According to an embodiment, the optimization loss function further considers estimated pruning loss and wherein training the neural network comprises minimizing the optimization loss function and the pruning loss.
According to an embodiment, the means are further configured to perform: estimating the pruning loss, the estimating comprising computing a first sum of scaling factors of filters to be removed from the set of filters after training; computing a second sum of scaling factors of the set of filters; and forming a ratio of the first sum and the second sum.
According to an embodiment, the means are further configured to perform, for mini-batches of a training stage: ranking filters of the set of filters according to scaling factors; selecting the filters that are below a threshold percentile of the ranked filters; pruning the selected filters temporarily during optimization of one of the mini-batches; and iteratively repeating the ranking, selecting and pruning for the mini-batches.
According to an embodiment, the threshold percentile is user specified and fixed during training.
According to an embodiment, the threshold percentile is dynamically changed from 0 to a user specified target percentile.
According to an embodiment, the filters are ranked according to a running average of scaling factors.
According to an embodiment, a sum of model redundancy and pruning loss is gradually switched off from the optimization loss function by multiplying with a factor changing from 1 to 0 during the training.
According to an embodiment, the pruning comprises ranking the filters of the set of filters based on column-wise summation of a diversity matrix; and pruning the filters that are below a threshold percentile of the ranked filters.
According to an embodiment, the pruning comprises ranking the filters of the set of filters based on an importance scaling factor; and pruning the filters that are below a threshold percentile of the ranked filters.
According to an embodiment, the pruning comprises ranking the filters of the set of filters based on column-wise summation of a diversity matrix and an importance scaling factor; and pruning the filters that are below a threshold percentile of the ranked filters.
According to an embodiment, the pruning comprises layer-wise pruning and network-wise pruning.
According to an embodiment, the means comprises at least one processor; at least one memory including computer program code; the at least one memory and the computer program code configured to, with the at least one processor, cause the performance of the apparatus.
According to a second aspect, there is provided a method for neural network compression, comprising training a neural network by applying an optimization loss function, wherein the optimization loss function considers empirical errors and model redundancy; pruning a trained neural network by removing one or more filters that have insignificant contributions from a set of filters; and providing the pruned neural network for transmission.
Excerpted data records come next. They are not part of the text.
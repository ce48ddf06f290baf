//! Facility booking entity model and DTOs.

use serde::{Deserialize, Serialize};
use sqlx::FromRow;
use veranda_core::types::{DbId, Timestamp};

/// A row from the `bookings` table.
#[derive(Debug, Clone, FromRow, Serialize)]
pub struct Booking {
    pub id: DbId,
    pub facility_id: DbId,
    pub unit_id: DbId,
    pub booked_by: DbId,
    pub starts_at: Timestamp,
    pub ends_at: Timestamp,
    pub status: String,
    pub decided_by: Option<DbId>,
    pub decided_at: Option<Timestamp>,
    pub note: Option<String>,
    pub created_at: Timestamp,
    pub updated_at: Timestamp,
}

/// DTO for requesting a booking.
#[derive(Debug, Deserialize)]
pub struct CreateBooking {
    pub facility_id: DbId,
    pub starts_at: Timestamp,
    pub ends_at: Timestamp,
    pub note: Option<String>,
}

/// DTO for an admin decision on a pending booking.
#[derive(Debug, Deserialize)]
pub struct DecideBooking {
    /// `"approved"` or `"rejected"`.
    pub decision: String,
    pub note: Option<String>,
}

/// Outcome of an approval attempt.
#[derive(Debug)]
pub enum ApprovalOutcome {
    Approved(Booking),
    /// The window overlaps an already approved booking.
    SlotTaken,
    /// The booking does not exist or has already been settled.
    NotPending,
}
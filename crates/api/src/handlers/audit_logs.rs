//! Handlers for the `/audit-logs` resource.
//!
//! Admins browse the audit trail of their own project; exporting a raw
//! date range across projects is reserved for super admins.

use axum::extract::{Query, State};
use axum::http::header;
use axum::response::{IntoResponse, Response};
use axum::Json;
use serde::Deserialize;
use veranda_core::error::CoreError;
use veranda_core::types::Timestamp;
use veranda_db::models::audit::{AuditLog, AuditLogPage, AuditQuery};
use veranda_db::repositories::AuditLogRepo;

use crate::error::{AppError, AppResult};
use crate::middleware::rbac::{RequireAdmin, RequireSuperAdmin};
use crate::response::ApiResponse;
use crate::state::AppState;

#[derive(Debug, Deserialize)]
pub struct ExportParams {
    pub from: Timestamp,
    pub to: Timestamp,
    /// `json` (default) or `csv`.
    pub format: Option<String>,
}

/// GET /api/v1/audit-logs
///
/// Query the audit trail with filters. The query is always pinned to the
/// caller's project scope, whatever `project_id` the filter carries.
pub async fn list(
    State(state): State<AppState>,
    RequireAdmin(admin): RequireAdmin,
    Query(mut query): Query<AuditQuery>,
) -> AppResult<Json<ApiResponse<AuditLogPage>>> {
    let project_id = admin.project_scope(query.project_id)?;
    query.project_id = Some(project_id);

    let items = AuditLogRepo::query(&state.pool, &query).await?;
    let total = AuditLogRepo::count(&state.pool, &query).await?;
    Ok(Json(ApiResponse::new(AuditLogPage { items, total })))
}

/// GET /api/v1/audit-logs/export
///
/// Raw dump of a date range across all projects, oldest first, as JSON
/// (default) or CSV.
pub async fn export(
    State(state): State<AppState>,
    RequireSuperAdmin(_admin): RequireSuperAdmin,
    Query(params): Query<ExportParams>,
) -> AppResult<Response> {
    if params.to <= params.from {
        return Err(AppError::Core(CoreError::Validation(
            "Export range must end after it starts".into(),
        )));
    }
    let rows = AuditLogRepo::export_range(&state.pool, params.from, params.to).await?;

    match params.format.as_deref() {
        None | Some("json") => Ok(Json(ApiResponse::new(rows)).into_response()),
        Some("csv") => Ok((
            [(header::CONTENT_TYPE, "text/csv; charset=utf-8")],
            to_csv(&rows),
        )
            .into_response()),
        Some(other) => Err(AppError::Core(CoreError::Validation(format!(
            "Unknown export format: {other}"
        )))),
    }
}

fn to_csv(rows: &[AuditLog]) -> String {
    let mut out =
        String::from("id,user_id,project_id,action,entity_type,entity_id,detail,created_at\n");
    for row in rows {
        let detail = row
            .detail
            .as_ref()
            .map(|v| v.to_string())
            .unwrap_or_default();
        out.push_str(&format!(
            "{},{},{},{},{},{},{},{}\n",
            row.id,
            opt_field(row.user_id),
            opt_field(row.project_id),
            csv_field(&row.action),
            csv_field(&row.entity_type),
            opt_field(row.entity_id),
            csv_field(&detail),
            row.created_at.to_rfc3339(),
        ));
    }
    out
}

fn opt_field(value: Option<veranda_core::types::DbId>) -> String {
    value.map(|v| v.to_string()).unwrap_or_default()
}

/// Quote a field if it contains a comma, quote, or newline.
fn csv_field(value: &str) -> String {
    if value.contains(['"', ',', '\n']) {
        format!("\"{}\"", value.replace('"', "\"\""))
    } else {
        value.to_string()
    }
}

#[cfg(test)]
mod tests {
    use super::csv_field;

    #[test]
    fn plain_fields_pass_through() {
        assert_eq!(csv_field("bill.pay"), "bill.pay");
    }

    #[test]
    fn fields_with_separators_are_quoted() {
        assert_eq!(csv_field("a,b"), "\"a,b\"");
        assert_eq!(csv_field("say \"hi\""), "\"say \"\"hi\"\"\"");
    }
}
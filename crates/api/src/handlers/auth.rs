//! Handlers for the `/auth` resource (login, refresh, logout).

use axum::extract::State;
use axum::http::StatusCode;
use axum::Json;
use chrono::Utc;
use serde::{Deserialize, Serialize};
use veranda_core::error::CoreError;
use veranda_core::types::DbId;
use veranda_db::models::user::User;
use veranda_db::repositories::{RoleRepo, SessionRepo, UserRepo};

use crate::auth::jwt::{generate_access_token, generate_refresh_token, hash_refresh_token};
use crate::auth::password::verify_password;
use crate::error::{AppError, AppResult};
use crate::middleware::auth::AuthUser;
use crate::response::ApiResponse;
use crate::state::AppState;

/// Maximum consecutive failed login attempts before locking the account.
const MAX_FAILED_ATTEMPTS: i32 = 5;

/// Duration in minutes to lock an account after exceeding failed attempts.
const LOCK_DURATION_MINS: i64 = 15;

// ---------------------------------------------------------------------------
// Request / response types
// ---------------------------------------------------------------------------

/// Request body for `POST /auth/login`.
#[derive(Debug, Deserialize)]
pub struct LoginRequest {
    pub username: String,
    pub password: String,
}

/// Request body for `POST /auth/refresh`.
#[derive(Debug, Deserialize)]
pub struct RefreshRequest {
    pub refresh_token: String,
}

/// Successful authentication response returned by login and refresh.
#[derive(Debug, Serialize)]
pub struct AuthResponse {
    pub access_token: String,
    pub refresh_token: String,
    /// Access token lifetime in seconds.
    pub expires_in: i64,
    pub user: UserInfo,
}

/// Public user info embedded in [`AuthResponse`].
#[derive(Debug, Serialize)]
pub struct UserInfo {
    pub id: DbId,
    pub username: String,
    pub email: String,
    pub role: String,
    pub project_id: Option<DbId>,
    pub unit_id: Option<DbId>,
}

// ---------------------------------------------------------------------------
// Handlers
// ---------------------------------------------------------------------------

/// POST /api/v1/auth/login
///
/// Authenticate with username + password. Returns access and refresh tokens.
pub async fn login(
    State(state): State<AppState>,
    Json(input): Json<LoginRequest>,
) -> AppResult<Json<ApiResponse<AuthResponse>>> {
    // 1. Find user by username.
    let user = UserRepo::find_by_username(&state.pool, &input.username)
        .await?
        .ok_or_else(|| {
            AppError::Core(CoreError::Unauthorized(
                "Invalid username or password".into(),
            ))
        })?;

    // 2. Check if the account is active.
    if !user.is_active {
        return Err(AppError::Core(CoreError::Forbidden(
            "Account is deactivated".into(),
        )));
    }

    // 3. Check if the account is temporarily locked.
    if let Some(locked_until) = user.locked_until {
        if locked_until > Utc::now() {
            return Err(AppError::Core(CoreError::Forbidden(
                "Account is temporarily locked. Try again later.".into(),
            )));
        }
    }

    // 4. Verify password.
    let password_valid = verify_password(&input.password, &user.password_hash)
        .map_err(|e| AppError::InternalError(format!("Password verification error: {e}")))?;

    if !password_valid {
        // 5. On failure: increment counter, lock if threshold exceeded.
        UserRepo::increment_failed_login(&state.pool, user.id).await?;

        let new_count = user.failed_login_count + 1;
        if new_count >= MAX_FAILED_ATTEMPTS {
            let lock_until = Utc::now() + chrono::Duration::minutes(LOCK_DURATION_MINS);
            UserRepo::lock_account(&state.pool, user.id, lock_until).await?;
        }

        return Err(AppError::Core(CoreError::Unauthorized(
            "Invalid username or password".into(),
        )));
    }

    // 6. On success: reset failed count, set last_login_at.
    UserRepo::record_successful_login(&state.pool, user.id).await?;

    // 7. Resolve role name for JWT claims.
    let role_name = RoleRepo::resolve_name(&state.pool, user.role_id).await?;

    // 8. Generate tokens and create session.
    let response = create_auth_response(&state, &user, &role_name).await?;

    Ok(Json(ApiResponse::new(response)))
}

/// POST /api/v1/auth/refresh
///
/// Exchange a valid refresh token for new access + refresh tokens.
pub async fn refresh(
    State(state): State<AppState>,
    Json(input): Json<RefreshRequest>,
) -> AppResult<Json<ApiResponse<AuthResponse>>> {
    // 1. Hash the provided refresh token.
    let token_hash = hash_refresh_token(&input.refresh_token);

    // 2. Find matching active session.
    let session = SessionRepo::find_active_by_token_hash(&state.pool, &token_hash)
        .await?
        .ok_or_else(|| {
            AppError::Core(CoreError::Unauthorized(
                "Invalid or expired refresh token".into(),
            ))
        })?;

    // 3. Revoke old session (token rotation).
    SessionRepo::revoke(&state.pool, session.id).await?;

    // 4. Find user and resolve role.
    let user = UserRepo::find_by_id(&state.pool, session.user_id)
        .await?
        .ok_or_else(|| AppError::Core(CoreError::Unauthorized("User no longer exists".into())))?;

    if !user.is_active {
        return Err(AppError::Core(CoreError::Forbidden(
            "Account is deactivated".into(),
        )));
    }

    let role_name = RoleRepo::resolve_name(&state.pool, user.role_id).await?;

    // 5. Generate new tokens and create new session.
    let response = create_auth_response(&state, &user, &role_name).await?;

    Ok(Json(ApiResponse::new(response)))
}

/// POST /api/v1/auth/logout
///
/// Revoke all sessions for the authenticated user. Returns 204 No Content.
pub async fn logout(State(state): State<AppState>, auth_user: AuthUser) -> AppResult<StatusCode> {
    SessionRepo::revoke_all_for_user(&state.pool, auth_user.user_id).await?;
    Ok(StatusCode::NO_CONTENT)
}

/// GET /api/v1/auth/me
///
/// Return the authenticated caller's own profile.
pub async fn me(
    State(state): State<AppState>,
    auth_user: AuthUser,
) -> AppResult<Json<ApiResponse<UserInfo>>> {
    let user = UserRepo::find_by_id(&state.pool, auth_user.user_id)
        .await?
        .ok_or(AppError::Core(CoreError::NotFound {
            entity: "User",
            id: auth_user.user_id,
        }))?;
    let role = RoleRepo::resolve_name(&state.pool, user.role_id).await?;

    Ok(Json(ApiResponse::new(UserInfo {
        id: user.id,
        username: user.username,
        email: user.email,
        role,
        project_id: user.project_id,
        unit_id: user.unit_id,
    })))
}

// ---------------------------------------------------------------------------
// Helpers
// ---------------------------------------------------------------------------

/// Generate access + refresh tokens, persist a session row, and build the response.
async fn create_auth_response(
    state: &AppState,
    user: &User,
    role: &str,
) -> AppResult<AuthResponse> {
    let access_token = generate_access_token(user.id, role, user.project_id, &state.config.jwt)
        .map_err(|e| AppError::InternalError(format!("Token generation error: {e}")))?;

    let (refresh_plaintext, refresh_hash) = generate_refresh_token();

    let expires_at =
        Utc::now() + chrono::Duration::days(state.config.jwt.refresh_token_expiry_days);

    let session_input = veranda_db::models::session::CreateSession {
        user_id: user.id,
        refresh_token_hash: refresh_hash,
        expires_at,
        user_agent: None,
        ip_address: None,
    };
    SessionRepo::create(&state.pool, &session_input).await?;

    let expires_in = state.config.jwt.access_token_expiry_mins * 60;

    Ok(AuthResponse {
        access_token,
        refresh_token: refresh_plaintext,
        expires_in,
        user: UserInfo {
            id: user.id,
            username: user.username.clone(),
            email: user.email.clone(),
            role: role.to_string(),
            project_id: user.project_id,
            unit_id: user.unit_id,
        },
    })
}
According to a third aspect, there is provided a computer program comprising computer program code configured to, when executed on at least one processor, cause an apparatus to: train a neural network by applying an optimization loss function, wherein the optimization loss function considers empirical errors and model redundancy; prune a trained neural network by removing one or more filters that have insignificant contributions from a set of filters; and provide the pruned neural network for transmission.
According to a fourth aspect, there is provided an apparatus, comprising at least one processor; at least one memory including computer program code; the at least one memory and the computer program code configured to, with the at least one processor, cause the apparatus at least to train a neural network by applying an optimization loss function, wherein the optimization loss function considers empirical errors and model redundancy; prune a trained neural network by removing one or more filters that have insignificant contributions from a set of filters; and provide the pruned neural network for transmission.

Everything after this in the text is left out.